The controversy seems to center around the "Boost Solenoid". Most owners seem to report, in their model RV, that the Boost Solenoid is "on" all the time.

And by "on" I mean the trigger comes from the BDS Solenoid (Salesman Switch), such that if the BDS is "on" then the Boost Solenoid coil is energized and "on" all the time. However, I don't believe that is the case in my 2004 Horizon. TBD.

Of course, like all solenoids, the high current side is only active "on" if the low current coil wires are connected to 12V and are grounded... so the coil pull on the magnet inside the solenoid (switch) and makes a high current connection.

To find out if my Boost Solenoid is "on" all the time, I plan to probe for voltage this week, and then I will let you know what I find, and if necessary I will update this schematic if need be. However, I think it is correct as-is for my 2004 Itasca Horizon 40AD.

Specifically, I will looking at "LR" and "MG" wires in the diagram below.

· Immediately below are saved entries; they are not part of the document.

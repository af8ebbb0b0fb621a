mod app;
mod components;
mod config;
mod core;
mod pages;
mod utils;

use app::App;
use leptos::prelude::*;
use wasm_bindgen::JsCast;

fn main() {
    console_error_panic_hook::set_once();

    let level = if cfg!(debug_assertions) {
        log::Level::Debug
    } else {
        log::Level::Info
    };
    // Only fails if a logger is already installed
    let _ = console_log::init_with_level(level);

    let root = document()
        .get_element_by_id("app")
        .expect("Failed to find #app element")
        .unchecked_into::<web_sys::HtmlElement>();

    mount_to(root, App).forget();
}
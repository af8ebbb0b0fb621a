//! Root application module.
//!
//! Contains the main App component, the AppContext definition and the
//! navigation/session operations every component shares.

use erp_core::{Branch, Location, Page, Session, Workspace};
use leptos::prelude::*;

use crate::components::AppRouter;
use crate::core::auth;
use crate::utils::dom;

// ============================================================================
// AppContext
// ============================================================================

/// Application-wide reactive context.
///
/// Provided at the root of the component tree and accessed from any child
/// with `use_context::<AppContext>()`.
///
/// # Architecture
///
/// - **Session**: identity and active branch, owned here and torn down on logout
/// - **Workspace**: open tabs and the active one
/// - **Location**: mirror of the URL hash; the query part carries table
///   search/filter state
///
/// This struct is `Copy` because all fields are Leptos signals.
#[derive(Clone, Copy)]
pub struct AppContext {
    pub session: RwSignal<Session>,
    pub workspace: RwSignal<Workspace>,
    pub location: RwSignal<Location>,
}

impl AppContext {
    /// Creates the context, restoring a session cached earlier in this
    /// browser session and reading the initial location from the URL.
    pub fn new() -> Self {
        let location = dom::current_location();
        let mut workspace = Workspace::new();
        workspace.sync(&location);

        Self {
            session: RwSignal::new(auth::restore_session()),
            workspace: RwSignal::new(workspace),
            location: RwSignal::new(location),
        }
    }

    // ------------------------------------------------------------------
    // Navigation
    // ------------------------------------------------------------------

    /// Move to `location`, adding a history entry.
    pub fn navigate(&self, location: Location) {
        if self.location.with_untracked(|l| *l == location) {
            return;
        }
        log::debug!("navigate: {}", location.to_hash());
        dom::push_location(&location);
        self.location.set(location);
    }

    /// Replace the query of the current location without a history entry.
    pub fn replace_query(&self, query: String) {
        let location = self.location.with_untracked(|l| l.with_query(query));
        dom::replace_location(&location);
        self.workspace.update(|ws| ws.remember_query(&location));
        self.location.set(location);
    }

    /// Follow a location change made by the browser (back/forward).
    pub fn follow_location(&self, location: Location) {
        self.workspace.update(|ws| {
            ws.sync(&location);
            log::debug!("workspace: active path {}", ws.active_path());
        });
        self.location.set(location);
    }

    /// Open (or focus) the tab for `page`.
    pub fn open_page(&self, page: Page) {
        if let Some(location) = self.workspace.try_update(|ws| ws.open(page)) {
            self.navigate(location);
        }
    }

    pub fn activate_tab(&self, page: Page) {
        if let Some(location) = self.workspace.try_update(|ws| ws.activate(page)).flatten() {
            self.navigate(location);
        }
    }

    pub fn close_tab(&self, page: Page) {
        if let Some(location) = self.workspace.try_update(|ws| ws.close(page)).flatten() {
            self.navigate(location);
        }
    }

    // ------------------------------------------------------------------
    // Session
    // ------------------------------------------------------------------

    /// Install a freshly authenticated session.
    pub fn sign_in(&self, session: Session) {
        auth::persist_session(&session);
        self.session.set(session);
    }

    /// Tear down the session and the workspace built on top of it.
    pub fn sign_out(&self) {
        self.session.update(Session::logout);
        self.session.with_untracked(auth::persist_session);
        self.workspace.set(Workspace::new());
        self.navigate(Location::landing());
        log::info!("session: logged out");
    }

    pub fn set_branch(&self, branch: Branch) {
        log::info!("session: switching to branch {}", branch.name);
        self.session.update(|s| s.set_branch(branch));
        self.session.with_untracked(auth::persist_session);
    }

    pub fn is_authenticated(&self) -> bool {
        self.session.with(Session::is_authenticated)
    }
}

impl Default for AppContext {
    fn default() -> Self {
        Self::new()
    }
}

/// Root application component with error boundary.
///
/// This component:
/// - Creates and provides the global AppContext
/// - Wraps the app in an ErrorBoundary for graceful error handling
/// - Renders the router, which gates the workspace behind the login screen
#[component]
pub fn App() -> impl IntoView {
    let ctx = AppContext::new();
    provide_context(ctx);

    view! {
        <ErrorBoundary
            fallback=|errors| view! {
                <div style="
                    display: flex;
                    flex-direction: column;
                    align-items: center;
                    justify-content: center;
                    height: 100vh;
                    padding: 2rem;
                    background: #f9fafb;
                    color: #111827;
                    font-family: system-ui, sans-serif;
                ">
                    <div style="max-width: 600px; text-align: center;">
                        <h1 style="color: #dc2626; margin-bottom: 1rem;">
                            "Algo salió mal"
                        </h1>
                        <p style="color: #6b7280; margin-bottom: 2rem;">
                            "Ocurrió un error inesperado. Recargue la página."
                        </p>
                        <details style="
                            text-align: left;
                            background: #ffffff;
                            padding: 1rem;
                            border-radius: 4px;
                            margin-bottom: 1rem;
                        ">
                            <summary style="cursor: pointer; color: #6b7280;">
                                "Detalles"
                            </summary>
                            <ul style="margin: 1rem 0 0 0; padding-left: 1.5rem; color: #dc2626;">
                                {move || errors.get()
                                    .into_iter()
                                    .map(|(_, e)| view! { <li>{e.to_string()}</li> })
                                    .collect::<Vec<_>>()
                                }
                            </ul>
                        </details>
                        <button
                            on:click=move |_| {
                                if let Some(window) = web_sys::window() {
                                    let _ = window.location().reload();
                                }
                            }
                            style="
                                background: #2563eb;
                                color: white;
                                border: none;
                                padding: 0.75rem 2rem;
                                border-radius: 4px;
                                cursor: pointer;
                            "
                        >
                            "Recargar"
                        </button>
                    </div>
                </div>
            }
        >
            <AppRouter />
        </ErrorBoundary>
    }
}
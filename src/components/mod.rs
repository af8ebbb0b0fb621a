//! UI components built with Leptos.
//!
//! - [`router`] - Application routing (main entry point)
//! - [`layout`] - Workspace shell: header, sidebar and tabs
//! - [`data_table`] - Generic searchable/sortable/exportable table
//! - [`login`] - Login screen
//! - [`icons`] - Centralized icon definitions (change theme here)

pub mod data_table;
pub mod icons;
pub mod layout;
pub mod login;
pub mod router;

pub use router::AppRouter;
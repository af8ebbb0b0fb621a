//! Generic tabular view engine.
//!
//! The rows a table shows are a pure function of the data, the columns,
//! the URL view state and the sort:
//!
//! ```text
//! data ──filter(search AND column filters)──> indices ──sort──> visible rows
//! ```
//!
//! Rows are returned as indices into the original slice so callers never
//! copy records.

mod column;
mod export;
mod filter;
mod sort;
mod value;
mod view_state;

pub use column::{CellKind, Column, RowAction};
pub use export::{csv_filename, export_csv, export_csv_string};
pub use filter::apply_filters;
pub use sort::{SortDirection, SortState, cycle_sort, sort_rows};
pub use value::{CellValue, Record};
pub use view_state::{GridViewState, SEARCH_PARAM};

/// Indices of the rows to display, filtered then sorted.
pub fn visible_rows<T: Record>(
    data: &[T],
    columns: &[Column],
    state: &GridViewState,
    sort: Option<&SortState>,
) -> Vec<usize> {
    let mut rows = apply_filters(data, columns, state);
    if let Some(sort) = sort {
        sort_rows(data, &mut rows, sort);
    }
    rows
}

#[cfg(test)]
mod tests {
    use super::*;

    struct Article {
        code: &'static str,
        price: f64,
    }

    impl Record for Article {
        fn value(&self, key: &str) -> CellValue {
            match key {
                "code" => self.code.into(),
                "price" => self.price.into(),
                _ => CellValue::Empty,
            }
        }

        fn fields(&self) -> Vec<CellValue> {
            vec![self.value("code"), self.value("price")]
        }
    }

    fn data() -> Vec<Article> {
        vec![
            Article { code: "A-3", price: 30.0 },
            Article { code: "B-1", price: 10.0 },
            Article { code: "A-2", price: 20.0 },
            Article { code: "A-1", price: 25.0 },
        ]
    }

    #[test]
    fn test_third_click_restores_filtered_order() {
        let data = data();
        let columns = vec![Column::new("code", "Código"), Column::new("price", "Precio").sortable()];
        let state = GridViewState::default().with_search("a-");
        let price = &columns[1];

        let unsorted = visible_rows(&data, &columns, &state, None);
        assert_eq!(unsorted, vec![0, 2, 3]);

        let asc = cycle_sort(None, price);
        assert_eq!(visible_rows(&data, &columns, &state, asc.as_ref()), vec![2, 3, 0]);

        let desc = cycle_sort(asc, price);
        assert_eq!(visible_rows(&data, &columns, &state, desc.as_ref()), vec![0, 3, 2]);

        let cleared = cycle_sort(desc, price);
        assert!(cleared.is_none());
        assert_eq!(visible_rows(&data, &columns, &state, cleared.as_ref()), unsorted);
    }
}
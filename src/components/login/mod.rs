//! Login screen.
//!
//! Posts the credentials through [`HttpAuthTransport`] and installs the
//! resulting session on success. Failures are shown inline.

use erp_core::{Credentials, Session};
use leptos::prelude::*;
use leptos::task::spawn_local;

use crate::app::AppContext;
use crate::config::{APP_NAME, DEFAULT_LOGIN_BRANCH};
use crate::core::auth::HttpAuthTransport;

stylance::import_crate_style!(css, "src/components/login/login.module.css");

#[component]
pub fn Login() -> impl IntoView {
    let ctx = use_context::<AppContext>().expect("AppContext must be provided");

    let email = RwSignal::new(String::new());
    let password = RwSignal::new(String::new());
    let branch_id = RwSignal::new(DEFAULT_LOGIN_BRANCH.to_string());
    let error = RwSignal::new(None::<String>);
    let loading = RwSignal::new(false);

    let on_submit = move |ev: leptos::ev::SubmitEvent| {
        ev.prevent_default();
        if loading.get_untracked() {
            return;
        }
        let credentials = Credentials::new(
            email.get_untracked(),
            password.get_untracked(),
            branch_id.get_untracked(),
        );
        loading.set(true);
        error.set(None);

        spawn_local(async move {
            match Session::login(&HttpAuthTransport::new(), &credentials).await {
                Ok(session) => ctx.sign_in(session),
                Err(e) => error.set(Some(e.to_string())),
            }
            loading.set(false);
        });
    };

    view! {
        <div class=css::screen>
            <form class=css::card on:submit=on_submit>
                <h1 class=css::title>{APP_NAME}</h1>
                <p class=css::subtitle>"Inicie sesión para continuar"</p>

                <label class=css::field>
                    <span>"Email"</span>
                    <input
                        type="email"
                        required=true
                        autocomplete="username"
                        prop:value=move || email.get()
                        on:input=move |ev| email.set(event_target_value(&ev))
                    />
                </label>
                <label class=css::field>
                    <span>"Contraseña"</span>
                    <input
                        type="password"
                        required=true
                        autocomplete="current-password"
                        prop:value=move || password.get()
                        on:input=move |ev| password.set(event_target_value(&ev))
                    />
                </label>
                <label class=css::field>
                    <span>"Sucursal"</span>
                    <input
                        type="text"
                        required=true
                        prop:value=move || branch_id.get()
                        on:input=move |ev| branch_id.set(event_target_value(&ev))
                    />
                </label>

                {move || error.get().map(|message| view! {
                    <div class=css::error role="alert">{message}</div>
                })}

                <button type="submit" class=css::submit disabled=move || loading.get()>
                    {move || if loading.get() { "Ingresando..." } else { "Ingresar" }}
                </button>
            </form>
        </div>
    }
}
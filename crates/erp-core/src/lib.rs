//! Platform-neutral core of the ERP console.
//!
//! Everything here runs without a browser so it can be tested natively:
//! - [`models`] - Domain records (users, branches, articles, purchases)
//! - [`grid`] - Search, filter, sort and CSV export for tabular views
//! - [`route`] - Page table and hash locations
//! - [`workspace`] - Open tabs and the active selection
//! - [`session`] - Authenticated identity, active branch and login flow

pub mod error;
pub mod grid;
pub mod models;
pub mod route;
pub mod session;
pub mod workspace;

pub use error::{AuthError, ExportError};
pub use models::{Article, Branch, Company, Purchase, PurchaseItem, Role, User};
pub use route::{DEFAULT_PATH, Location, Page};
pub use session::{AuthTransport, Credentials, LoginResponse, Session};
pub use workspace::{Tab, Workspace};
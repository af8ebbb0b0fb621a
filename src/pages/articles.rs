use erp_core::grid::{Column, RowAction};
use erp_core::{Article, Page};
use leptos::prelude::*;

use super::{PageTitle, css, mock};
use crate::components::data_table::DataTable;

fn columns() -> Vec<Column> {
    vec![
        Column::new("code", "Código").sortable(),
        Column::new("name", "Nombre").sortable(),
        Column::new("colors", "Colores").joined(", "),
        Column::new("sizes", "Tallas").joined(" / "),
        Column::new("price", "Precio").sortable(),
        Column::new("isPromotion", "Promoción").sortable(),
        Column::new("isActive", "Activo").sortable(),
        Column::new("id", "Acciones").actions([
            RowAction::View,
            RowAction::Edit,
            RowAction::Delete,
        ]),
    ]
}

#[component]
pub fn Articles() -> impl IntoView {
    let articles = RwSignal::new(mock::articles());

    view! {
        <div class=css::page>
            <PageTitle page=Page::Articles />
            <DataTable
                data=articles
                columns=columns()
                on_add=Callback::new(|_| log::info!("articles: add"))
                add_label="REGISTRAR ARTÍCULO"
                filename="articulos"
                on_action=Callback::new(|(action, article): (RowAction, Article)| {
                    log::info!("articles: {} {}", action.label(), article.code)
                })
            />
        </div>
    }
}
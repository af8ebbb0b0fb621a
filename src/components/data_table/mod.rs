//! Generic searchable, filterable, sortable and exportable data table.
//!
//! Search text and column filters live in the URL query (see
//! [`GridViewState`]); sort order and the view toggles are local to the
//! mounted table.
//!
//! Components:
//! - [`DataTable`] - Toolbar plus table or card rendering of visible rows
//! - [`Toolbar`] - Search box, row count and action buttons
//! - [`TableView`] - Tabular rendering with sortable headers and filters
//! - [`CardView`] - Card rendering for narrow screens

mod cards;
mod table;
mod toolbar;

use erp_core::grid::{
    Column, GridViewState, Record, RowAction, SortState, csv_filename, cycle_sort,
    export_csv_string, visible_rows,
};
use leptos::prelude::*;
use leptos_use::use_media_query;

use crate::app::AppContext;
use crate::config::table::{DEFAULT_ADD_LABEL, DEFAULT_EXPORT_FILENAME, NARROW_SCREEN_QUERY};
use crate::utils::{CSV_MIME, download_text};

pub use cards::CardView;
pub use table::TableView;
pub use toolbar::Toolbar;

stylance::import_crate_style!(css, "src/components/data_table/data_table.module.css");

/// Shared state of one mounted table, handed to its child views.
pub struct GridHandle<T: Send + Sync + 'static> {
    ctx: AppContext,
    pub data: Signal<Vec<T>>,
    pub columns: StoredValue<Vec<Column>>,
    pub view_state: Memo<GridViewState>,
    pub sort: RwSignal<Option<SortState>>,
    pub rows: Memo<Vec<usize>>,
    pub on_action: Option<Callback<(RowAction, T)>>,
}

impl<T: Send + Sync + 'static> Clone for GridHandle<T> {
    fn clone(&self) -> Self {
        *self
    }
}

impl<T: Send + Sync + 'static> Copy for GridHandle<T> {}

impl<T: Record + Clone + Send + Sync + 'static> GridHandle<T> {
    /// Write `next` into the URL query, keeping parameters owned by others.
    pub fn set_view_state(&self, next: GridViewState) {
        let existing = self.ctx.location.with_untracked(|l| l.query.clone());
        let query = self
            .columns
            .with_value(|cols| next.merge_into_query(&existing, cols));
        self.ctx.replace_query(query);
    }

    pub fn set_search(&self, search: String) {
        self.set_view_state(self.view_state.get_untracked().with_search(search));
    }

    pub fn set_filter(&self, key: String, value: String) {
        self.set_view_state(self.view_state.get_untracked().with_filter(key, value));
    }

    /// Drop the search term and every column filter.
    pub fn clear_view_state(&self) {
        self.set_view_state(GridViewState::default());
    }

    pub fn has_view_state(&self) -> bool {
        self.view_state.with(GridViewState::is_active)
    }

    /// Advance the sort for a click on `column`'s header.
    pub fn click_header(&self, column: &Column) {
        self.sort
            .update(|sort| *sort = cycle_sort(sort.take(), column));
    }

    pub fn run_action(&self, action: RowAction, index: usize) {
        let Some(on_action) = self.on_action else {
            return;
        };
        if let Some(record) = self.data.with_untracked(|d| d.get(index).cloned()) {
            on_action.run((action, record));
        }
    }

    /// Export the visible rows and hand the file to the browser.
    pub fn export(&self, filename: &str) {
        let rows = self.rows.get_untracked();
        let csv = self
            .data
            .with_untracked(|d| self.columns.with_value(|cols| export_csv_string(d, cols, &rows)));
        let filename = csv_filename(filename);
        match csv {
            Ok(content) => match download_text(&filename, CSV_MIME, &content) {
                Ok(()) => log::info!("export: {} rows to {}", rows.len(), filename),
                Err(e) => log::error!("export: {}", e),
            },
            Err(e) => log::error!("export: {}", e),
        }
    }
}

/// Data table over `data` described by `columns`.
///
/// # Props
///
/// - `on_add`: shows the add button when set; `add_label` overrides its text
/// - `filename`: export name without the `.csv` extension
/// - `on_action`: receives row action clicks as `(action, record)`
#[component]
pub fn DataTable<T>(
    #[prop(into)] data: Signal<Vec<T>>,
    columns: Vec<Column>,
    #[prop(optional)] on_add: Option<Callback<()>>,
    #[prop(into, optional)] add_label: Option<String>,
    #[prop(into, optional)] filename: Option<String>,
    #[prop(optional)] on_action: Option<Callback<(RowAction, T)>>,
) -> impl IntoView
where
    T: Record + Clone + Send + Sync + 'static,
{
    let ctx = use_context::<AppContext>().expect("AppContext must be provided");

    let columns = StoredValue::new(columns);
    let view_state = Memo::new(move |_| {
        ctx.location
            .with(|l| columns.with_value(|cols| GridViewState::from_query(&l.query, cols)))
    });
    let sort = RwSignal::new(None::<SortState>);
    let rows = Memo::new(move |_| {
        let state = view_state.get();
        sort.with(|sort| {
            data.with(|d| columns.with_value(|cols| visible_rows(d, cols, &state, sort.as_ref())))
        })
    });

    let grid = GridHandle {
        ctx,
        data,
        columns,
        view_state,
        sort,
        rows,
        on_action,
    };

    // View toggles
    let narrow = use_media_query(NARROW_SCREEN_QUERY.to_string());
    let grid_choice = RwSignal::new(None::<bool>);
    let grid_view = Signal::derive(move || grid_choice.get().unwrap_or_else(|| narrow.get()));
    let maximized = RwSignal::new(false);

    let add_label = add_label.unwrap_or_else(|| DEFAULT_ADD_LABEL.to_string());
    let filename = filename.unwrap_or_else(|| DEFAULT_EXPORT_FILENAME.to_string());

    let container_class = move || {
        if maximized.get() {
            format!("{} {}", css::container, css::maximized)
        } else {
            css::container.to_string()
        }
    };

    view! {
        <div class=container_class>
            <Toolbar
                grid=grid
                on_add=on_add
                add_label=add_label
                on_toggle_grid=Callback::new(move |_| {
                    grid_choice.set(Some(!grid_view.get_untracked()))
                })
                on_toggle_maximize=Callback::new(move |_| maximized.update(|m| *m = !*m))
                on_export=Callback::new(move |_| grid.export(&filename))
            />
            <div class=css::body>
                <Show
                    when=move || grid_view.get()
                    fallback=move || view! { <TableView grid=grid /> }
                >
                    <CardView grid=grid />
                </Show>
                <Show when=move || rows.with(Vec::is_empty)>
                    <div class=css::empty>"Sin resultados"</div>
                </Show>
            </div>
        </div>
    }
}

Moreover, it is my belief, my Boost solenoid is only "on" when I press my boost button on the dash to make a ground connection. Consequently, at this point, I believe my Boost solenoid is normally "off" and therefore there is no way the alternator can charge the house batteries when the engine is running... that is until I added the Keyline VSR to connect the engine battery to the house battery as shown in the threads above.

Note: Your RV wiring is probably different. I understand there were a few years 2003-2004 (mid-year) that did not come from the factory with the ability for the alternator to charge the house batteries; and I have no idea how many Winnebago coach models were affected.

PS
I believe Morich helped me understand how my BDS works, so if I am not diagraming it right below, please let me know.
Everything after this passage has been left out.